女猴說:“這和你想要的有關嗎?”


    他答:“我以為,大概會有的。際緣二字,從前我不信,後來我認命。”


    女猴說:“可我不喜歡同別人講我的事情。”


    男猴插了嘴:“肉麻的故事,您怕不一定會愛聽。”


    小娃問:“你為什麽不想講,是真不想講,還是講不出來?”


    女猴看著他,男猴又開始生氣,他也不等兩人再反應,自己就開始吐倒:“如果你們真愛過一個人,怎麽會沒個故事好講,怎麽會講不出來。這山裏看著與世隔絕,空空蕩蕩的,實際到處都塞滿了故事,就是沒個人聽。”


    他把壞了的荷包,從懷裏掏出來。一看見那荷包,又掉了淚。


    靜悄悄的山間,該有的聲音本來都有,鳥叫,翅膀撲扇聲,葉子打葉子,我的下巴在滴水,人在張嘴巴唿吸……本不該有哭聲,確實也沒有,就是奇怪,越沒有這哭聲,越感覺聽見了悲慘的哭聲,仿佛一山之間,都響徹著哭聲。

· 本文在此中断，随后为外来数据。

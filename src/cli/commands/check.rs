//! Check command implementation.
//!
//! The `bspcheck check` command runs a suite against the project root and
//! prints the report in the selected format.

use std::io::Write;
use std::path::{Path, PathBuf};

use crate::cli::args::CheckArgs;
use crate::error::{CheckError, Result};
use crate::output::{
    HumanFormatter, JsonFormatter, Locale, OutputFormat, PlainFormatter, ReportFormatter,
};
use crate::suite::resolve_suite;
use crate::validator::{run_suite, Summary};

use super::dispatcher::{Command, CommandResult};

/// The check command implementation.
pub struct CheckCommand {
    project_root: PathBuf,
    args: CheckArgs,
    use_color: bool,
}

impl CheckCommand {
    /// Create a new check command.
    pub fn new(project_root: &Path, args: CheckArgs, use_color: bool) -> Self {
        Self {
            project_root: project_root.to_path_buf(),
            args,
            use_color,
        }
    }

    fn output_format(&self) -> Result<OutputFormat> {
        self.args
            .format
            .parse()
            .map_err(|message| CheckError::InvalidArgument { message })
    }

    fn locale(&self) -> Result<Locale> {
        self.args
            .locale
            .parse()
            .map_err(|message| CheckError::InvalidArgument { message })
    }

    fn write_report(
        &self,
        format: OutputFormat,
        locale: Locale,
        summary: &Summary,
        mut out: &mut dyn Write,
    ) -> Result<()> {
        match format {
            OutputFormat::Human => {
                HumanFormatter::new(locale, self.use_color).format(summary, &mut out)?
            }
            OutputFormat::Plain => PlainFormatter::new().format(summary, &mut out)?,
            OutputFormat::Json => JsonFormatter::new().format(summary, &mut out)?,
        }
        out.flush()?;
        Ok(())
    }
}

impl Command for CheckCommand {
    fn execute(&self, out: &mut dyn Write) -> Result<CommandResult> {
        // Validate arguments before touching the filesystem
        let format = self.output_format()?;
        let locale = self.locale()?;
        let suite = resolve_suite(&self.project_root, self.args.suite.as_deref(), locale)?;

        let summary = run_suite(&self.project_root, &suite);
        self.write_report(format, locale, &summary, out)?;

        if summary.is_success() {
            Ok(CommandResult::success())
        } else {
            Ok(CommandResult::failure(summary.exit_code()))
        }
    }
}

    “我以為我能抓住的,正如開頭那會兒,我以為我能說不娶,就不要了。”


    “那時我還太年輕,不知道女人的心不如所教會的單純,我親手毀了一切,又無賴耍皮,我其實無所失去,卻丟了最珍貴的東西。”


    隻有女猴和他搭話:“你犯了何罪?”


    “我沒有犯罪。”


    “那你如何毀的?”


    “是她毀的,她說她從未愛過。”


    “既如此,何必執著?”


    “她不會沒愛過,不過又愛上旁人罷了。”


    “你的故事很有趣,說說看,從開頭。”


    “沒有開頭,故事從來沒有一個清晰的開頭。你可以說開頭是從遇見她那天開始,可你又覺得那不算開始;你能說和那晚的炒腰果有關,但同家腰果,我吃了快三千盤,早沒有什麽味道了;也許是那天她在堂前講話,打到我心裏麵;也許,是那迴我扶她下馬車,她的荷包掉了……”你有開頭嗎,你的開頭是什麽?”


    男猴不自覺偏頭看她,隻聽她說:“我有,清晰,明亮,靜定。一眼,似一生。”


    男猴低頭無聲笑,整個人氣鬆了。


    小孩看著他們,眼神卻散得很遠。情愛,聽別人說,說再多,你也隻記得你的,隻飄著想自己那位。又何必聽。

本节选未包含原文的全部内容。